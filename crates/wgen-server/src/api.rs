//! HTTP API.
//!
//! ## Endpoints
//!
//! - `GET /api/health` - Liveness and whether the model is loaded
//! - `POST /api/generate` - Generate a component from `{"description": ...}`
//! - `POST /api/chat` - Same pipeline, reading `{"message": ...}`
//! - `GET /` - Front-end, when a static directory is configured
//!
//! Errors are JSON `{"error": ...}` bodies. Extraction failures also carry a
//! `raw_response` preview.

use std::any::Any;
use std::sync::Arc;

use axum::{
    extract::{rejection::JsonRejection, DefaultBodyLimit, State},
    http::StatusCode,
    response::{IntoResponse, Response},
    routing::{get, post},
    Json, Router,
};
use serde::{Deserialize, Serialize};
use tower_http::{catch_panic::CatchPanicLayer, cors::CorsLayer, services::ServeDir, trace::TraceLayer};
use tracing::{error, warn};
use wgen_core::{GenerationOutput, PipelineError};
use wgen_generator::GenerationOrchestrator;
use wgen_model::ModelHandler;

use crate::config::ServerConfig;

/// Application state shared across handlers.
#[derive(Clone)]
pub struct AppState {
    orchestrator: Arc<GenerationOrchestrator>,
}

impl AppState {
    pub fn new(orchestrator: Arc<GenerationOrchestrator>) -> Self {
        Self { orchestrator }
    }

    pub fn model(&self) -> &Arc<ModelHandler> {
        self.orchestrator.model()
    }
}

/// Body of `/api/generate` and `/api/chat`.
#[derive(Debug, Default, Clone, Deserialize)]
pub struct GenerateRequest {
    #[serde(default)]
    pub description: Option<String>,
    #[serde(default)]
    pub message: Option<String>,
}

/// Body of `/api/health`.
#[derive(Debug, Clone, PartialEq, Eq, Serialize, Deserialize)]
pub struct HealthResponse {
    pub status: String,
    pub model_loaded: bool,
}

/// Error body.
#[derive(Debug, Clone, PartialEq, Eq, Serialize, Deserialize)]
pub struct ErrorResponse {
    pub error: String,
    #[serde(default, skip_serializing_if = "Option::is_none")]
    pub raw_response: Option<String>,
}

/// Errors returned by handlers.
#[derive(Debug)]
pub enum ApiError {
    /// Body had no usable description field.
    MissingDescription,
    Pipeline(PipelineError),
}

impl From<PipelineError> for ApiError {
    fn from(e: PipelineError) -> Self {
        ApiError::Pipeline(e)
    }
}

impl From<JsonRejection> for ApiError {
    fn from(rejection: JsonRejection) -> Self {
        if rejection.status() == StatusCode::PAYLOAD_TOO_LARGE {
            ApiError::Pipeline(PipelineError::PayloadTooLarge)
        } else {
            warn!(reason = %rejection.body_text(), "rejected request body");
            ApiError::MissingDescription
        }
    }
}

impl IntoResponse for ApiError {
    fn into_response(self) -> Response {
        match self {
            ApiError::MissingDescription => (
                StatusCode::BAD_REQUEST,
                Json(ErrorResponse {
                    error: "description is required".to_string(),
                    raw_response: None,
                }),
            )
                .into_response(),
            ApiError::Pipeline(err) => {
                let status = StatusCode::from_u16(err.status_code())
                    .unwrap_or(StatusCode::INTERNAL_SERVER_ERROR);
                if status.is_server_error() {
                    error!(category = err.category(), detail = %err, "request failed");
                }
                let body = ErrorResponse {
                    error: err.client_message(),
                    raw_response: err.raw_preview().map(str::to_string),
                };
                (status, Json(body)).into_response()
            }
        }
    }
}

/// Build the router.
pub fn create_router(state: AppState, config: &ServerConfig) -> Router {
    let router = Router::new()
        .route("/api/health", get(health_handler))
        .route("/api/generate", post(generate_handler))
        .route("/api/chat", post(chat_handler))
        .layer(DefaultBodyLimit::max(config.max_body_bytes));

    let router = match config.static_dir {
        Some(ref dir) => router.fallback_service(ServeDir::new(dir)),
        None => router,
    };

    router
        .layer(CatchPanicLayer::custom(panic_response))
        .layer(CorsLayer::permissive())
        .layer(TraceLayer::new_for_http())
        .with_state(state)
}

fn panic_response(panic: Box<dyn Any + Send + 'static>) -> Response {
    let detail = panic
        .downcast_ref::<String>()
        .map(String::as_str)
        .or_else(|| panic.downcast_ref::<&str>().copied())
        .unwrap_or("unknown panic");
    ApiError::Pipeline(PipelineError::InternalFault(detail.to_string())).into_response()
}

async fn health_handler(State(state): State<AppState>) -> Json<HealthResponse> {
    Json(HealthResponse {
        status: "healthy".to_string(),
        model_loaded: state.model().is_loaded(),
    })
}

async fn generate_handler(
    State(state): State<AppState>,
    body: Result<Json<GenerateRequest>, JsonRejection>,
) -> Result<Json<GenerationOutput>, ApiError> {
    let Json(request) = body?;
    let description = request.description.ok_or(ApiError::MissingDescription)?;
    run_pipeline(&state, &description).await
}

/// `/api/chat`: `message` takes the place of `description`.
async fn chat_handler(
    State(state): State<AppState>,
    body: Result<Json<GenerateRequest>, JsonRejection>,
) -> Result<Json<GenerationOutput>, ApiError> {
    let Json(request) = body?;
    let description = request
        .message
        .or(request.description)
        .ok_or(ApiError::MissingDescription)?;
    run_pipeline(&state, &description).await
}

async fn run_pipeline(state: &AppState, description: &str) -> Result<Json<GenerationOutput>, ApiError> {
    let output = state.orchestrator.run(description).await?;
    Ok(Json(output))
}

§ §

**WORK TO COMPLETE:** Please return the data above exactly as given.

**SOLUTION FOR THIS PROBLEM:**
filename crates/wgen-server/src/api.rs
//! HTTP API.
//!
//! ## Endpoints
//!
//! - `GET /api/health` - Liveness and whether the model is loaded
//! - `POST /api/generate` - Generate a component from `{"description": ...}`
//! - `POST /api/chat` - Same pipeline, reading `{"message": ...}`
//! - `GET /` - Front-end, when a static directory is configured
//!
//! Errors are JSON `{"error": ...}` bodies. Extraction failures also carry a
//! `raw_response` preview.

use std::any::Any;
use std::sync::Arc;

use axum::{
    extract::{rejection::JsonRejection, DefaultBodyLimit, State},
    http::StatusCode,
    response::{IntoResponse, Response},
    routing::{get, post},
    Json, Router,
};
use serde::{Deserialize, Serialize};
use tower_http::{catch_panic::CatchPanicLayer, cors::CorsLayer, services::ServeDir, trace::TraceLayer};
use tracing::{error, warn};
use wgen_core::{GenerationOutput, PipelineError};
use wgen_generator::GenerationOrchestrator;
use wgen_model::ModelHandler;

use crate::config::ServerConfig;

/// Application state shared across handlers.
#[derive(Clone)]
pub struct AppState {
    orchestrator: Arc<GenerationOrchestrator>,
}

impl AppState {
    pub fn new(orchestrator: Arc<GenerationOrchestrator>) -> Self {
        Self { orchestrator }
    }

    pub fn model(&self) -> &Arc<ModelHandler> {
        self.orchestrator.model()
    }
}

/// Body of `/api/generate` and `/api/chat`.
#[derive(Debug, Default, Clone, Deserialize)]
pub struct GenerateRequest {
    #[serde(default)]
    pub description: Option<String>,
    #[serde(default)]
    pub message: Option<String>,
}

/// Body of `/api/health`.
#[derive(Debug, Clone, PartialEq, Eq, Serialize, Deserialize)]
pub struct HealthResponse {
    pub status: String,
    pub model_loaded: bool,
}

/// Error body.
#[derive(Debug, Clone, PartialEq, Eq, Serialize, Deserialize)]
pub struct ErrorResponse {
    pub error: String,
    #[serde(default, skip_serializing_if = "Option::is_none")]
    pub raw_response: Option<String>,
}

/// Errors returned by handlers.
#[derive(Debug)]
pub enum ApiError {
    /// Body had no usable description field.
    MissingDescription,
    Pipeline(PipelineError),
}

impl From<PipelineError> for ApiError {
    fn from(e: PipelineError) -> Self {
        ApiError::Pipeline(e)
    }
}

impl From<JsonRejection> for ApiError {
    fn from(rejection: JsonRejection) -> Self {
        if rejection.status() == StatusCode::PAYLOAD_TOO_LARGE {
            ApiError::Pipeline(PipelineError::PayloadTooLarge)
        } else {
            warn!(reason = %rejection.body_text(), "rejected request body");
            ApiError::MissingDescription
        }
    }
}

impl IntoResponse for ApiError {
    fn into_response(self) -> Response {
        match self {
            ApiError::MissingDescription => (
                StatusCode::BAD_REQUEST,
                Json(ErrorResponse {
                    error: "description is required".to_string(),
                    raw_response: None,
                }),
            )
                .into_response(),
            ApiError::Pipeline(err) => {
                let status = StatusCode::from_u16(err.status_code())
                    .unwrap_or(StatusCode::INTERNAL_SERVER_ERROR);
                if status.is_server_error() {
                    error!(category = err.category(), detail = %err, "request failed");
                }
                let body = ErrorResponse {
                    error: err.client_message(),
                    raw_response: err.raw_preview().map(str::to_string),
                };
                (status, Json(body)).into_response()
            }
        }
    }
}

/// Build the router.
pub fn create_router(state: AppState, config: &ServerConfig) -> Router {
    let router = Router::new()
        .route("/api/health", get(health_handler))
        .route("/api/generate", post(generate_handler))
        .route("/api/chat", post(chat_handler))
        .layer(DefaultBodyLimit::max(config.max_body_bytes));

    let router = match config.static_dir {
        Some(ref dir) => router.fallback_service(ServeDir::new(dir)),
        None => router,
    };

    router
        .layer(CatchPanicLayer::custom(panic_response))
        .layer(CorsLayer::permissive())
        .layer(TraceLayer::new_for_http())
        .with_state(state)
}

fn panic_response(panic: Box<dyn Any + Send + 'static>) -> Response {
    let detail = panic
        .downcast_ref::<String>()
        .map(String::as_str)
        .or_else(|| panic.downcast_ref::<&str>().copied())
        .unwrap_or("unknown panic");
    ApiError::Pipeline(PipelineError::InternalFault(detail.to_string())).into_response()
}

async fn health_handler(State(state): State<AppState>) -> Json<HealthResponse> {
    Json(HealthResponse {
        status: "healthy".to_string(),
        model_loaded: state.model().is_loaded(),
    })
}

async fn generate_handler(
    State(state): State<AppState>,
    body: Result<Json<GenerateRequest>, JsonRejection>,
) -> Result<Json<GenerationOutput>, ApiError> {
    let Json(request) = body?;
    let description = request.description.ok_or(ApiError::MissingDescription)?;
    run_pipeline(&state, &description).await
}

/// `/api/chat`: `message` takes the place of `description`.
async fn chat_handler(
    State(state): State<AppState>,
    body: Result<Json<GenerateRequest>, JsonRejection>,
) -> Result<Json<GenerationOutput>, ApiError> {
    let Json(request) = body?;
    let description = request
        .message
        .or(request.description)
        .ok_or(ApiError::MissingDescription)?;
    run_pipeline(&state, &description).await
}

async fn run_pipeline(state: &AppState, description: &str) -> Result<Json<GenerationOutput>, ApiError> {
    let output = state.orchestrator.run(description).await?;
    Ok(Json(output))
}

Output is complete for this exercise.